TASK GOAL —
For each line below that includes the string "SecretKey", show the whole line.

*** PROVIDED DATA ***

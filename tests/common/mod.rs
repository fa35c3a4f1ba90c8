#![allow(dead_code)]

use std::sync::OnceLock;

use bitcoin::consensus::deserialize;
use bitcoin::hashes::Hash;
use bitcoin::script::{Builder, PushBytesBuf};
use bitcoin::secp256k1::{All, Message, PublicKey, Secp256k1, SecretKey};
use bitcoin::{
    absolute, ecdsa, transaction, Amount, CompressedPublicKey, OutPoint, ScriptBuf, Sequence,
    Transaction, TxIn, TxOut, Txid, Witness,
};
use rand::Rng;
use wallet_attribution::{ChainPosition, ScriptType, SpentOutput};

// mainnet 5d857401648a667303cde43295bce1326e6329353eac3dddf15b151e701405e7 (Electrum)
pub const ELECTRUM_TX: &str = "02000000000102ac5718a0e7b3ee13ce2f273aa9c6a04becf8a1696edb75d3217c0d3790a620860000000000fdffffff74e1d8045cfe6b823943db609ceb3aa13216a936a9e18b92e26db770a8e4eae60000000000fdffffff02f6250000000000001600145333aa7bcef7bd632edaf5a326d4c6085417282d133f0000000000001976a914c8f57d6b8bc08fa211c71b8d255e7c4b25bd432288ac02473044022037059673792d5af9ab1cf5fc8ccf3c1c1ad300e9e6c25edda7a172e455d49e07022046d2c2638c129a8c9a54ca5adb5df01bde564066c36edade43c3845b3d25940101210202ca6c82b9cc52f7a8c34de6a6ccd807d8437a8368ddf7638a2b50002e745b360247304402207b3d3c39ee66bdaa509094072ae629794bd7ef0f14694f0e3695d89ed573c57202205cc9b6d059500ccf621621a657115e33c51064efad2dcf352ad32c69b0ae6ab301210202ca6c82b9cc52f7a8c34de6a6ccd807d8437a8368ddf7638a2b50002e745b3670360c00";
pub const ELECTRUM_PREV_TXS: [&str; 2] = [
    "01000000000101b6d971c9ca363c5f901780d578bd0449d74b80bb565f367d56278c3b1601f94301000000000000000001f41400000000000016001460ac2a83f14bdc2016edf615138aabdd52d6c331024730440220560c4bdf1acc416517bd9d50ef65f0a99ac1633a5b1a7a3cb69ee486ed688a3a022079db25e85e6b34690456ad49f952302a80e1c146a7bc7af5387e92c2d4277c7a01210281bfdda07273f79522c04bff9e43c03655ebf96e482c8f3e262ccb5551c969f200000000",
    "02000000000101b6d971c9ca363c5f901780d578bd0449d74b80bb565f367d56278c3b1601f9430000000000fdffffff019e5700000000000016001460ac2a83f14bdc2016edf615138aabdd52d6c331014079a93a95b32520c99a08cfae6f1dfca31242359ca42ba56873cf2be60f472ea330ab7273753602fa362ce106287b365bae5542cb7358157641d8e2a7a052245400000000",
];

pub fn tx_from_hex(hex: &str) -> Transaction {
    deserialize(&hex::decode(hex).unwrap()).unwrap()
}

pub fn electrum() -> (Transaction, Vec<Transaction>) {
    (
        tx_from_hex(ELECTRUM_TX),
        ELECTRUM_PREV_TXS.iter().map(|hex| tx_from_hex(hex)).collect(),
    )
}

fn secp() -> &'static Secp256k1<All> {
    static SECP: OnceLock<Secp256k1<All>> = OnceLock::new();
    SECP.get_or_init(Secp256k1::new)
}

/// Random txid whose displayed form starts with `first_display_byte`, for
/// controlling BIP 69 order.
pub fn txid_starting_with(first_display_byte: u8) -> Txid {
    let mut bytes: [u8; 32] = rand::random();
    bytes[31] = first_display_byte;
    Txid::from_byte_array(bytes)
}

#[derive(Debug, Clone)]
pub struct Key {
    secret: SecretKey,
    public: PublicKey,
}

impl Key {
    pub fn random() -> Self {
        let (secret, public) = secp().generate_keypair(&mut rand::thread_rng());
        Self { secret, public }
    }

    fn witness_script(&self) -> ScriptBuf {
        Builder::new()
            .push_slice(self.public.serialize())
            .push_opcode(bitcoin::opcodes::all::OP_CHECKSIG)
            .into_script()
    }

    /// Locking script of `kind` for this key.
    pub fn script(&self, kind: ScriptType) -> ScriptBuf {
        match kind {
            ScriptType::PubKeyHash => {
                ScriptBuf::new_p2pkh(&bitcoin::PublicKey::new(self.public).pubkey_hash())
            }
            ScriptType::WitnessV0KeyHash => {
                ScriptBuf::new_p2wpkh(&CompressedPublicKey(self.public).wpubkey_hash())
            }
            ScriptType::WitnessV0ScriptHash => ScriptBuf::new_p2wsh(&self.witness_script().wscript_hash()),
            ScriptType::ScriptHash => ScriptBuf::new_p2sh(&self.witness_script().script_hash()),
            ScriptType::WitnessV1Taproot => {
                ScriptBuf::new_p2tr(secp(), self.public.x_only_public_key().0, None)
            }
            ScriptType::Multisig => Builder::new()
                .push_opcode(bitcoin::opcodes::all::OP_PUSHNUM_1)
                .push_slice(self.public.serialize())
                .push_opcode(bitcoin::opcodes::all::OP_PUSHNUM_1)
                .push_opcode(bitcoin::opcodes::all::OP_CHECKMULTISIG)
                .into_script(),
            ScriptType::Unknown => ScriptBuf::new_op_return([0xde, 0xad]),
        }
    }

    /// `DER || SIGHASH_ALL` over a random message.
    pub fn sign(&self, high_r: bool) -> Vec<u8> {
        let msg = Message::from_digest(rand::random());
        let sig = if high_r {
            loop {
                let sig = secp().sign_ecdsa_with_noncedata(&msg, &self.secret, &rand::random());
                if sig.serialize_compact()[0] >= 0x80 {
                    break sig;
                }
            }
        } else {
            secp().sign_ecdsa_low_r(&msg, &self.secret)
        };
        ecdsa::Signature::sighash_all(sig).to_vec()
    }

    pub fn pubkey_bytes(&self, uncompressed: bool) -> Vec<u8> {
        if uncompressed {
            self.public.serialize_uncompressed().to_vec()
        } else {
            self.public.serialize().to_vec()
        }
    }
}

fn push(bytes: &[u8]) -> PushBytesBuf {
    PushBytesBuf::try_from(bytes.to_vec()).unwrap()
}

/// One signed input and the output it spends.
#[derive(Debug, Clone)]
pub struct Input {
    kind: ScriptType,
    key: Key,
    outpoint: OutPoint,
    value: u64,
    sequence: Sequence,
    position: Option<ChainPosition>,
    high_r: bool,
    uncompressed: bool,
    nested: bool,
}

impl Input {
    pub fn new(kind: ScriptType, value: u64) -> Self {
        Self {
            kind,
            key: Key::random(),
            outpoint: OutPoint::new(Txid::from_byte_array(rand::random()), 0),
            value,
            sequence: Sequence::ENABLE_RBF_NO_LOCKTIME,
            position: None,
            high_r: false,
            uncompressed: false,
            nested: false,
        }
    }

    pub fn outpoint(mut self, txid: Txid, vout: u32) -> Self {
        self.outpoint = OutPoint::new(txid, vout);
        self
    }

    pub fn sequence(mut self, sequence: u32) -> Self {
        self.sequence = Sequence(sequence);
        self
    }

    pub fn at(mut self, height: u32, tx_index: u32) -> Self {
        self.position = Some(ChainPosition::new(height, tx_index));
        self
    }

    pub fn high_r(mut self) -> Self {
        self.high_r = true;
        self
    }

    pub fn uncompressed(mut self) -> Self {
        self.uncompressed = true;
        self
    }

    /// P2SH-wrapped P2WPKH.
    pub fn nested(mut self) -> Self {
        self.nested = true;
        self
    }

    pub fn key(&self) -> &Key {
        &self.key
    }

    /// Script this input spends from.
    pub fn spent_script(&self) -> ScriptBuf {
        if self.nested {
            let program = self.key.script(ScriptType::WitnessV0KeyHash);
            ScriptBuf::new_p2sh(&program.script_hash())
        } else {
            self.key.script(self.kind)
        }
    }

    fn into_parts(self) -> (TxIn, SpentOutput) {
        let signature = self.key.sign(self.high_r);
        let pubkey = self.key.pubkey_bytes(self.uncompressed);
        let mut txin = TxIn {
            previous_output: self.outpoint,
            script_sig: ScriptBuf::new(),
            sequence: self.sequence,
            witness: Witness::new(),
        };

        match self.kind {
            ScriptType::PubKeyHash => {
                txin.script_sig = Builder::new()
                    .push_slice(push(&signature))
                    .push_slice(push(&pubkey))
                    .into_script();
            }
            ScriptType::WitnessV0KeyHash => {
                txin.witness = Witness::from_slice(&[signature, pubkey]);
                if self.nested {
                    let program = self.key.script(ScriptType::WitnessV0KeyHash);
                    txin.script_sig = Builder::new()
                        .push_slice(push(program.as_bytes()))
                        .into_script();
                }
            }
            ScriptType::WitnessV0ScriptHash => {
                txin.witness =
                    Witness::from_slice(&[signature, self.key.witness_script().to_bytes()]);
            }
            ScriptType::ScriptHash => {
                txin.script_sig = Builder::new()
                    .push_slice(push(&signature))
                    .push_slice(push(self.key.witness_script().as_bytes()))
                    .into_script();
            }
            ScriptType::WitnessV1Taproot => {
                txin.witness = Witness::from_slice(&[[0x01u8; 64]]);
            }
            ScriptType::Multisig => {
                txin.script_sig = Builder::new()
                    .push_int(0)
                    .push_slice(push(&signature))
                    .into_script();
            }
            ScriptType::Unknown => {}
        }

        let spent = SpentOutput {
            outpoint: self.outpoint,
            txout: TxOut {
                value: Amount::from_sat(self.value),
                script_pubkey: self.spent_script(),
            },
            position: self.position,
        };
        (txin, spent)
    }
}

#[derive(Debug, Clone)]
pub struct TxBuilder {
    tx: Transaction,
    spent: Vec<SpentOutput>,
}

impl TxBuilder {
    pub fn new(version: i32) -> Self {
        Self {
            tx: Transaction {
                version: transaction::Version(version),
                lock_time: absolute::LockTime::ZERO,
                input: vec![],
                output: vec![],
            },
            spent: vec![],
        }
    }

    pub fn coinbase(value: u64) -> Self {
        let mut builder = Self::new(2);
        builder.tx.input.push(TxIn {
            previous_output: OutPoint::null(),
            script_sig: ScriptBuf::from_bytes(vec![0x03, 0x70, 0x36, 0x0c]),
            sequence: Sequence::MAX,
            witness: Witness::from_slice(&[[0u8; 32]]),
        });
        builder.pay(ScriptType::WitnessV0KeyHash, value)
    }

    pub fn lock_time(mut self, height: u32) -> Self {
        self.tx.lock_time = absolute::LockTime::from_consensus(height);
        self
    }

    pub fn input(mut self, input: Input) -> Self {
        let (txin, spent) = input.into_parts();
        self.tx.input.push(txin);
        self.spent.push(spent);
        self
    }

    pub fn output(mut self, value: u64, script_pubkey: ScriptBuf) -> Self {
        self.tx.output.push(TxOut {
            value: Amount::from_sat(value),
            script_pubkey,
        });
        self
    }

    /// Pays `value` to a fresh key of type `kind`.
    pub fn pay(self, kind: ScriptType, value: u64) -> Self {
        self.output(value, Key::random().script(kind))
    }

    pub fn build(self) -> (Transaction, Vec<SpentOutput>) {
        (self.tx, self.spent)
    }
}

const SPENDABLE: [ScriptType; 6] = [
    ScriptType::PubKeyHash,
    ScriptType::ScriptHash,
    ScriptType::WitnessV0KeyHash,
    ScriptType::WitnessV0ScriptHash,
    ScriptType::WitnessV1Taproot,
    ScriptType::Multisig,
];

/// A transaction of random shape: version, locktime, sequence numbers,
/// input and output types, values and signature encodings all vary.
/// One in ten is a coinbase.
pub fn random_tx(rng: &mut impl Rng) -> (Transaction, Vec<SpentOutput>) {
    if rng.gen_ratio(1, 10) {
        let mut builder = TxBuilder::coinbase(rng.gen_range(1..5_000_000_000));
        for _ in 0..rng.gen_range(0..3) {
            builder = builder.output(0, ScriptBuf::new_op_return([0xaa; 4]));
        }
        return builder.build();
    }

    let mut builder = TxBuilder::new(rng.gen_range(1..=3));
    if rng.gen_bool(0.5) {
        builder = builder.lock_time(rng.gen_range(1..900_000));
    }
    for _ in 0..rng.gen_range(1..=5) {
        let kind = SPENDABLE[rng.gen_range(0..SPENDABLE.len())];
        let mut input = Input::new(kind, rng.gen_range(1_000..10_000_000))
            .sequence(rng.gen_range(0xfffffffd..=0xffffffff));
        if kind == ScriptType::WitnessV0KeyHash && rng.gen_bool(0.3) {
            input = input.nested();
        }
        if rng.gen_bool(0.2) {
            input = input.high_r();
        }
        if kind == ScriptType::PubKeyHash && rng.gen_bool(0.2) {
            input = input.uncompressed();
        }
        if rng.gen_bool(0.5) {
            input = input.at(rng.gen_range(1..900_000), rng.gen_range(0..3_000));
        }
        builder = builder.input(input);
    }
    for _ in 0..rng.gen_range(0..=5) {
        let kind = SPENDABLE[rng.gen_range(0..SPENDABLE.len())];
        let value = if rng.gen_bool(0.5) {
            rng.gen_range(1..1_000) * 1_000
        } else {
            rng.gen_range(546..10_000_000)
        };
        builder = builder.pay(kind, value);
    }
    builder.build()
}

***

OUTPUT OF THE EXERCISE —
use bitcoin::secp256k1::{All, Message, PublicKey, Secp256k1, SecretKey};
    secret: SecretKey,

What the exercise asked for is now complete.